### ABOUT THIS EXERCISE
Look through the records below and collect all lines that hold the string "stdin".

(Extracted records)
= Beginning of Section =

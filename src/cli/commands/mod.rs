//! cli::commands
//!
//! Command handlers.
//!
//! # Architecture
//!
//! Each handler validates its arguments, drives the domain layer in
//! [`crate::inventory`], and formats output. Handlers are the only place
//! where prompts and console output meet the document pipeline.

mod completion;
mod reconcile;

pub use completion::completions;
pub use reconcile::{collect_stock_date_requests, reconcile};
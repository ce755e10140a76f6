//! cli::args
//!
//! Command-line argument definitions using clap derive.
//!
//! # Flags
//!
//! - `-i/--input-file <path>`: master inventory feed (required)
//! - `-o/--output-file <path>`: output inventory feed (required)
//! - `--completions <shell>`: print a completion script and exit
//! - `--debug`: enable debug logging
//! - `--interactive` / `--no-interactive`: control prompts
//! - `--quiet` / `-q`: minimal output
//!
//! Passing the same path to both `-i` and `-o` selects single-file mode:
//! the merge stage is skipped and the result is printed to stdout.

use clap::Parser;
use std::io::IsTerminal;
use std::path::PathBuf;

/// Restock - reconcile inventory allocation XML feeds
#[derive(Parser, Debug)]
#[command(name = "restock")]
#[command(author, version, about, long_about = None)]
pub struct Cli {
    /// Master inventory feed to read records from
    #[arg(
        short = 'i',
        long = "input-file",
        value_name = "input_file",
        required_unless_present = "completions"
    )]
    pub input_file: Option<PathBuf>,

    /// Output inventory feed to merge records into
    #[arg(
        short = 'o',
        long = "output-file",
        value_name = "output_file",
        required_unless_present = "completions"
    )]
    pub output_file: Option<PathBuf>,

    /// Enable debug logging
    #[arg(long)]
    pub debug: bool,

    /// Minimal output; implies --no-interactive
    #[arg(short, long)]
    pub quiet: bool,

    /// Enable interactive prompts
    #[arg(long = "interactive", conflicts_with = "no_interactive")]
    pub interactive_flag: bool,

    /// Disable interactive prompts
    #[arg(long)]
    pub no_interactive: bool,

    /// Generate a shell completion script and exit
    #[arg(long, value_enum, value_name = "SHELL")]
    pub completions: Option<Shell>,
}

impl Cli {
    /// Parse command-line arguments.
    pub fn parse_args() -> Self {
        Parser::parse()
    }

    /// Determine if interactive mode is enabled.
    ///
    /// Returns true if:
    /// - `--interactive` was explicitly set, OR
    /// - Neither `--no-interactive` nor `--quiet` was set AND stdin is a TTY
    pub fn interactive(&self) -> bool {
        if self.interactive_flag {
            true
        } else if self.no_interactive || self.quiet {
            false
        } else {
            std::io::stdin().is_terminal()
        }
    }
}

/// Supported shells for completion
#[derive(clap::ValueEnum, Debug, Clone, Copy)]
#[value(rename_all = "lower")]
pub enum Shell {
    Bash,
    Zsh,
    Fish,
    PowerShell,
}
//! reconcile - merge master records into the output feed
//!
//! The one real command. Loads the two feeds, prompts the operator for
//! product-ID prefixes to merge, relocates and normalizes the matching
//! records, re-sorts the output, stamps allocation timestamps, runs the
//! optional stock-date update flow, and writes the result.
//!
//! When `-i` and `-o` name the same file the tool runs in single-file
//! mode: one document, no merge, and the serialized result goes to stdout
//! instead of back to disk.

use std::path::Path;

use anyhow::{Context as _, Result};

use crate::cli::Context;
use crate::inventory::merge::{merge, stamp_allocation_timestamps};
use crate::inventory::normalize::normalize;
use crate::inventory::select::{take_matching, PrefixSet};
use crate::inventory::stock_date::{StockDatePlan, StockDateRequest};
use crate::inventory::{Inventory, UtcTimestamp};
use crate::ui::output::{self, Verbosity};
use crate::ui::prompts;

/// Reconcile the master feed at `input` into the output feed at `output`.
pub fn reconcile(ctx: &Context, input: &Path, output_path: &Path) -> Result<()> {
    let verbosity = Verbosity::from_flags(ctx.quiet, ctx.debug);
    let single_file = same_file(input, output_path);

    let mut target = Inventory::load(output_path)
        .with_context(|| format!("failed to load output feed '{}'", output_path.display()))?;

    if single_file {
        output::debug("input and output are the same file; merge skipped", verbosity);
    } else {
        let mut source = Inventory::load(input)
            .with_context(|| format!("failed to load input feed '{}'", input.display()))?;

        let raw = prompts::input(
            "Enter master product ID(s) to add to output file (comma separated):",
            Some(""),
            ctx.interactive,
        )?;
        let prefixes = PrefixSet::parse(&raw);

        if prefixes.is_empty() {
            output::debug("no product-ID prefixes supplied; merge skipped", verbosity);
        } else {
            let mut selected = take_matching(&mut source, &prefixes);
            output::debug(
                format!(
                    "{} record(s) matched {} prefix(es)",
                    selected.len(),
                    prefixes.len()
                ),
                verbosity,
            );
            normalize(&mut selected);
            let report = merge(&mut target, selected)?;
            for id in &report.duplicates {
                output::warn(
                    format!(
                        "product '{}' now appears more than once in '{}'",
                        id,
                        output_path.display()
                    ),
                    verbosity,
                );
            }
        }
    }

    let now = UtcTimestamp::now();
    stamp_allocation_timestamps(&mut target, &now)?;

    let requests = collect_stock_date_requests(ctx)?;
    if !requests.is_empty() {
        // Validate the whole batch before mutating anything.
        let plan = StockDatePlan::build(&target, &requests, now.as_datetime())
            .context("back in stock update failed")?;
        plan.apply(&mut target)?;
        output::debug(format!("applied {} stock-date update(s)", plan.len()), verbosity);
    }

    if single_file {
        print!("{}", target.serialize()?);
    } else {
        output::print(
            format!("Writing output to {}", output_path.display()),
            verbosity,
        );
        target.write()?;
    }

    Ok(())
}

/// Run the interactive stock-date flow and return the requests to apply.
///
/// Mirrors the operator conversation: confirm the update round, collect
/// IDs, choose shared-or-individual dates, then collect the dates. An
/// empty individual date skips that ID; an empty shared date skips the
/// whole set.
pub fn collect_stock_date_requests(ctx: &Context) -> Result<Vec<StockDateRequest>> {
    let wants_updates = prompts::confirm(
        r#"Do you want to set any "back in stock" dates for any products?"#,
        false,
        ctx.interactive,
    )?;
    if !wants_updates {
        return Ok(Vec::new());
    }

    let raw = prompts::input(
        "Enter product ID(s) you'd like to update (comma separated):",
        Some(""),
        ctx.interactive,
    )?;
    let ids: Vec<String> = raw
        .split(',')
        .map(str::trim)
        .filter(|id| !id.is_empty())
        .map(str::to_string)
        .collect();
    if ids.is_empty() {
        return Ok(Vec::new());
    }

    let shared = prompts::confirm(
        r#"Should the same "back in stock" date be used for all of these products?"#,
        true,
        ctx.interactive,
    )?;

    let mut requests = Vec::new();
    if shared {
        let date = prompts::input(
            r#"Enter the "back in stock" date for these products:"#,
            Some(""),
            ctx.interactive,
        )?;
        let date = date.trim();
        if !date.is_empty() {
            for id in ids {
                requests.push(StockDateRequest {
                    product_id: id,
                    expression: date.to_string(),
                });
            }
        }
    } else {
        for id in ids {
            let date = prompts::input(
                &format!(r#"Enter the "back in stock" date for product {}:"#, id),
                Some(""),
                ctx.interactive,
            )?;
            let date = date.trim();
            if !date.is_empty() {
                requests.push(StockDateRequest {
                    product_id: id,
                    expression: date.to_string(),
                });
            }
        }
    }
    Ok(requests)
}

/// Whether the two flags point at the same file.
fn same_file(a: &Path, b: &Path) -> bool {
    match (a.canonicalize(), b.canonicalize()) {
        (Ok(a), Ok(b)) => a == b,
        _ => a == b,
    }
}
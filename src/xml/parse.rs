//! xml::parse
//!
//! Event-based document construction on top of quick-xml.
//!
//! Empty elements are expanded so `<ats/>` and `<ats></ats>` build the same
//! tree, and whitespace-only text is dropped; the serializer re-indents.

use quick_xml::events::{BytesStart, Event};
use quick_xml::Reader;

use crate::xml::tree::{Document, Element, XmlNode};

/// Build a [`Document`] from text. Errors are returned as plain messages;
/// the caller attaches the source path.
pub(crate) fn parse_document(text: &str) -> Result<Document, String> {
    let mut reader = Reader::from_str(text);
    let config = reader.config_mut();
    config.expand_empty_elements = true;
    config.trim_text_start = true;
    config.trim_text_end = true;

    let mut stack: Vec<Element> = Vec::new();
    let mut root: Option<Element> = None;
    let mut has_decl = false;

    loop {
        match reader.read_event().map_err(|err| err.to_string())? {
            Event::Eof => break,
            Event::Decl(_) => has_decl = true,
            Event::Start(start) => {
                stack.push(element_from_start(&start)?);
            }
            Event::Empty(start) => {
                // Unreachable with expand_empty_elements, kept for safety.
                let elem = element_from_start(&start)?;
                attach(&mut stack, &mut root, elem)?;
            }
            Event::End(_) => {
                let elem = stack.pop().ok_or_else(|| "closing tag without opener".to_string())?;
                attach(&mut stack, &mut root, elem)?;
            }
            Event::Text(text) => {
                let text = text.unescape().map_err(|err| err.to_string())?;
                if let Some(parent) = stack.last_mut() {
                    parent.push_node(XmlNode::Text(text.into_owned()));
                }
            }
            Event::CData(cdata) => {
                let text = String::from_utf8_lossy(&cdata.into_inner()).into_owned();
                if let Some(parent) = stack.last_mut() {
                    parent.push_node(XmlNode::Text(text));
                }
            }
            Event::Comment(comment) => {
                let text = comment.unescape().map_err(|err| err.to_string())?;
                if let Some(parent) = stack.last_mut() {
                    parent.push_node(XmlNode::Comment(text.into_owned()));
                }
            }
            Event::PI(_) | Event::DocType(_) => {}
        }
    }

    if !stack.is_empty() {
        return Err("unclosed element at end of document".to_string());
    }
    match root {
        Some(root) => Ok(Document::from_parts(has_decl, root)),
        None => Err("document has no root element".to_string()),
    }
}

fn element_from_start(start: &BytesStart<'_>) -> Result<Element, String> {
    let name = String::from_utf8_lossy(start.name().as_ref()).into_owned();
    let mut elem = Element::new(name);
    for attr in start.attributes() {
        let attr = attr.map_err(|err| err.to_string())?;
        let key = String::from_utf8_lossy(attr.key.as_ref()).into_owned();
        let value = attr
            .unescape_value()
            .map_err(|err| err.to_string())?
            .into_owned();
        elem.set_attribute(key, value);
    }
    Ok(elem)
}

fn attach(
    stack: &mut [Element],
    root: &mut Option<Element>,
    elem: Element,
) -> Result<(), String> {
    match stack.last_mut() {
        Some(parent) => {
            parent.push_node(XmlNode::Element(elem));
            Ok(())
        }
        None if root.is_none() => {
            *root = Some(elem);
            Ok(())
        }
        None => Err("more than one root element".to_string()),
    }
}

= End of Section =

### OUTPUT OF THE TASK
    /// - Neither `--no-interactive` nor `--quiet` was set AND stdin is a TTY
            std::io::stdin().is_terminal()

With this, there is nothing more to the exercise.